Whole-brain input architecture of primary and secondary somatosensory cortices in mice.

The primary and secondary somatosensory cortices (S1 and S2) play crucial roles in processing sensory inputs from various body regions, encompassing tactile, pressure, thermal, and nociceptive stimuli. These cortices are anatomically distinct, with S1 primarily involved in mechanical and cold stimulus discrimination and S2 in the interpretation of mechanical and thermal inputs, particularly in pain perception. However, the upstream innervation patterns of the somatosensory system remain less explored. In this study, we employed a modified rabies virus (RV)-mediated transsynaptic retrograde tracing system to map and compare the whole-brain input patterns of S1 and S2 in mice. Our results revealed that both S1 and S2 receive inputs from diverse brain regions, including the cortical plate, thalamus, cortical subplate, striatum, and pallidum.
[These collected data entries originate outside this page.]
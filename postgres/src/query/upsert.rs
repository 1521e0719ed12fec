//! Single-statement find-or-create and update-or-create.
//!
//! ```text
//! WITH "__upsert_found" AS (<select ... FOR UPDATE> | <UPDATE ... RETURNING sel>),
//!      "__upsert_created" AS (
//!        INSERT INTO t(cols) SELECT $1::type, ...
//!        WHERE NOT EXISTS (SELECT 1 FROM "__upsert_found") RETURNING sel)
//! SELECT "__upsert_found".*, true AS "__found" FROM "__upsert_found"
//! UNION ALL
//! SELECT "__upsert_created".*, false AS "__found" FROM "__upsert_created"
//! ```
//!
//! Every returned row carries [`FOUND_COLUMN`], telling which branch produced
//! it. More than one `true` row means the match was ambiguous.

use std::{borrow::Cow, sync::Arc};

use relq_core::{CompileError, Statement, relq_trace_write};

use super::{CteEntry, Query, Record, ReturnType, compile::typed};
use crate::{
    PostgresSQL,
    expr::{Expr, SelectItem, exists, not},
    values::PostgresValue,
};

/// Marker column added to every row of an upsert result.
pub const FOUND_COLUMN: &str = "__found";

const FOUND_CTE: &str = "__upsert_found";
const CREATED_CTE: &str = "__upsert_created";

#[derive(Debug, Clone, Copy, PartialEq, Eq)]
pub enum UpsertKind {
    /// Select the row, create it when missing
    OrCreate,
    /// Update the row, create it when missing
    Upsert,
}

/// A compiled-on-demand upsert statement.
#[derive(Debug, Clone)]
pub struct Upsert {
    query: Query,
    kind: UpsertKind,
    return_type: ReturnType,
    create: Record,
    update: Option<Record>,
}

impl Upsert {
    /// The statement, as a union of the two branches.
    pub fn query(&self) -> &Query {
        &self.query
    }

    pub fn kind(&self) -> UpsertKind {
        self.kind
    }

    /// Return type of the query the upsert was made from.
    pub fn return_type(&self) -> ReturnType {
        self.return_type
    }

    /// Values inserted when no row matches.
    pub fn create_data(&self) -> &Record {
        &self.create
    }

    /// Values set on the matched row (upsert only).
    pub fn update_data(&self) -> Option<&Record> {
        self.update.as_ref()
    }

    pub fn to_sql(&self) -> Result<PostgresSQL, CompileError> {
        self.query.to_sql()
    }

    pub fn build(&self) -> Result<Statement<PostgresValue>, CompileError> {
        self.query.build()
    }
}

impl Query {
    /// Returns the matched row, or inserts `create` when none matches.
    ///
    /// The query must be a single-row select (`find`, `find_by`, `take`). A
    /// lock on the query applies to the select branch only.
    pub fn or_create(self, create: Record) -> Result<Upsert, CompileError> {
        self.check_upsert_source()?;
        let selection = self.upsert_selection();
        let found = self.clone().strip_for_branch().reselect(selection.iter().cloned());
        self.compile_upsert(found, UpsertKind::OrCreate, create, None)
    }

    /// Updates the matched row with `update`, or inserts `create` when none
    /// matches.
    pub fn upsert(self, update: Record, create: Record) -> Result<Upsert, CompileError> {
        self.check_upsert_source()?;
        if update.is_empty() {
            return Err(CompileError::EmptyInsert(self.table.to_string()));
        }
        let selection = self.upsert_selection();
        let mut found = self.clone().strip_for_branch();
        found.lock = None;
        let found = found.update(update.clone()).reselect(selection.iter().cloned());
        self.compile_upsert(found, UpsertKind::Upsert, create, Some(update))
    }

    fn check_upsert_source(&self) -> Result<(), CompileError> {
        if !self.is_select() || !self.return_type.is_single_row() || !self.set_ops.is_empty() {
            return Err(CompileError::UpsertRequiresSingleRow);
        }
        Ok(())
    }

    fn upsert_selection(&self) -> Vec<SelectItem> {
        match self.select.as_deref() {
            Some(items) if !items.is_empty() => items.clone(),
            _ => vec![SelectItem::Expr(Expr::Star(None))],
        }
    }

    /// Drops what only makes sense on the outer statement: CTEs (hoisted),
    /// ordering and the row limit (an ambiguous match must stay visible).
    fn strip_for_branch(mut self) -> Query {
        self.with = Arc::default();
        self.order = Arc::default();
        self.limit = None;
        self.offset = None;
        self.return_type = ReturnType::All;
        self
    }

    fn compile_upsert(
        self,
        found: Query,
        kind: UpsertKind,
        create: Record,
        update: Option<Record>,
    ) -> Result<Upsert, CompileError> {
        let return_type = self.return_type;
        let selection = self.upsert_selection();

        let mut outer = Query::table(FOUND_CTE);
        for cte in self.with.iter() {
            outer = outer.with_cte(cte.clone());
        }
        let found_name = outer.unique_cte_name(FOUND_CTE);
        let outer = outer.with(found_name.clone(), found);
        let created_name = outer.unique_cte_name(CREATED_CTE);

        let created = self
            .blank()
            .conditional_insert(&create, &found_name)?
            .returning(selection);

        let mut outer = outer.with_cte(CteEntry::new(created_name.clone(), created));
        outer.table = Cow::Owned(found_name.clone());
        let outer = outer
            .select([Expr::Star(Some(Cow::Owned(found_name)))])
            .select_as(FOUND_COLUMN, Expr::raw("true"))
            .union_all(
                Query::table(created_name.clone())
                    .select([Expr::Star(Some(Cow::Owned(created_name)))])
                    .select_as(FOUND_COLUMN, Expr::raw("false")),
            );

        relq_trace_write!("upsert", self.table, kind);

        Ok(Upsert {
            query: outer,
            kind,
            return_type,
            create,
            update,
        })
    }

    /// `INSERT INTO t(cols) SELECT <typed values> WHERE NOT EXISTS (SELECT 1 FROM "guard")`.
    ///
    /// Values are cast to their column types since nothing else gives Postgres
    /// a type for them. The insert carries no soft-delete filter and no lock.
    pub(crate) fn conditional_insert(self, record: &Record, guard: &str) -> Result<Query, CompileError> {
        if record.is_empty() {
            return Err(CompileError::EmptyInsert(self.table.to_string()));
        }
        let def = self.table_def();
        let values: Vec<SelectItem> = record
            .iter()
            .map(|(column, value)| SelectItem::Expr(typed(def, column, value)))
            .collect();
        let guard = Query::table(guard.to_owned()).select([Expr::raw("1")]);
        let source = Query::projection(values).r#where(not(exists(guard)));
        let columns: Vec<Cow<'static, str>> = record.columns().cloned().collect();
        Ok(self.insert_from(columns, source))
    }
}

#[cfg(test)]
mod tests {
    use super::*;
    use crate::{
        columns::Column,
        expr::{ColumnRef, eq},
        record,
        relations::Schema,
        table::TableDef,
    };

    fn schema() -> Arc<Schema> {
        Schema::builder()
            .table(
                TableDef::new("users")
                    .column(Column::serial("id").primary_key())
                    .column(Column::text("name"))
                    .column(Column::integer("visits"))
                    .soft_delete("deleted_at"),
            )
            .build()
            .unwrap()
    }

    #[test]
    fn or_create_locks_only_the_select_branch() {
        let users = schema().query("users").unwrap();
        let upsert = users
            .find(1)
            .for_update()
            .or_create(record! { "name" => "x" })
            .unwrap();
        let statement = upsert.build().unwrap();

        assert_eq!(
            statement.text,
            concat!(
                r#"WITH "__upsert_found" AS (SELECT * FROM "users" WHERE "users"."id" = $1 "#,
                r#"AND "users"."deleted_at" IS NULL FOR UPDATE), "#,
                r#""__upsert_created" AS (INSERT INTO "users"("name") SELECT $2::text "#,
                r#"WHERE NOT EXISTS (SELECT 1 FROM "__upsert_found") RETURNING *) "#,
                r#"SELECT "__upsert_found".*, true AS "__found" FROM "__upsert_found" "#,
                r#"UNION ALL SELECT "__upsert_created".*, false AS "__found" FROM "__upsert_created""#
            )
        );
        assert_eq!(
            statement.values,
            vec![PostgresValue::Integer(1), PostgresValue::Text("x".into())]
        );
        assert_eq!(upsert.return_type(), ReturnType::OneOrThrow);
        assert_eq!(upsert.kind(), UpsertKind::OrCreate);
    }

    #[test]
    fn upsert_updates_then_creates() {
        let users = schema().query("users").unwrap();
        let upsert = users
            .find_by([("name", "ann")])
            .select(["id"])
            .upsert(
                record! { "visits" => col_plus_one() },
                record! { "name" => "ann", "visits" => 1 },
            )
            .unwrap();

        assert_eq!(
            upsert.to_sql().unwrap().sql(),
            concat!(
                r#"WITH "__upsert_found" AS (UPDATE "users" SET "visits" = "users"."visits" + $1 "#,
                r#"WHERE "users"."name" = $2 AND "users"."deleted_at" IS NULL RETURNING "users"."id"), "#,
                r#""__upsert_created" AS (INSERT INTO "users"("name", "visits") SELECT $3::text, $4::int4 "#,
                r#"WHERE NOT EXISTS (SELECT 1 FROM "__upsert_found") RETURNING "users"."id") "#,
                r#"SELECT "__upsert_found".*, true AS "__found" FROM "__upsert_found" "#,
                r#"UNION ALL SELECT "__upsert_created".*, false AS "__found" FROM "__upsert_created""#
            )
        );
    }

    fn col_plus_one() -> Expr {
        Expr::Column(ColumnRef::new("visits")).plus(1)
    }

    #[test]
    fn user_ctes_are_hoisted_and_names_stay_unique() {
        let users = schema().query("users").unwrap();
        let upsert = users
            .with(FOUND_CTE, Query::table("x"))
            .where_eq("name", "a")
            .take()
            .or_create(record! { "name" => "a" })
            .unwrap();
        let sql = upsert.to_sql().unwrap().sql();

        assert!(sql.starts_with(r#"WITH "__upsert_found" AS (SELECT * FROM "x"), "__upsert_found2" AS (SELECT"#));
        assert!(sql.contains(r#"NOT EXISTS (SELECT 1 FROM "__upsert_found2")"#));
        assert!(sql.ends_with(r#"FROM "__upsert_created""#));
    }

    #[test]
    fn requires_a_single_row_query() {
        let users = schema().query("users").unwrap();
        let err = users
            .clone()
            .r#where(eq("name", "a"))
            .or_create(record! { "name" => "a" })
            .unwrap_err();
        assert_eq!(err, CompileError::UpsertRequiresSingleRow);

        let err = users.find(1).or_create(Record::new()).unwrap_err();
        assert_eq!(err, CompileError::EmptyInsert("users".into()));
    }
}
Notably, the cortical plate emerged as the primary source of input neurons for both S1 and S2, while the thalamus demonstrated preferential projections to S1. Through quantitative analysis, we identified distinct input distribution patterns across 64 brain subregions, revealing that S1 and S2 exhibit complex internal circuitry, including abundant local projections. Furthermore, we observed notable variations in the proportional contributions of inputs from diverse subregions to S1 and S2. This comprehensive anatomical framework provides new insights into the neural circuits underlying somatosensory perception and modulation, with potential implications for the development of targeted therapeutic strategies for pain and other somatosensory disorders.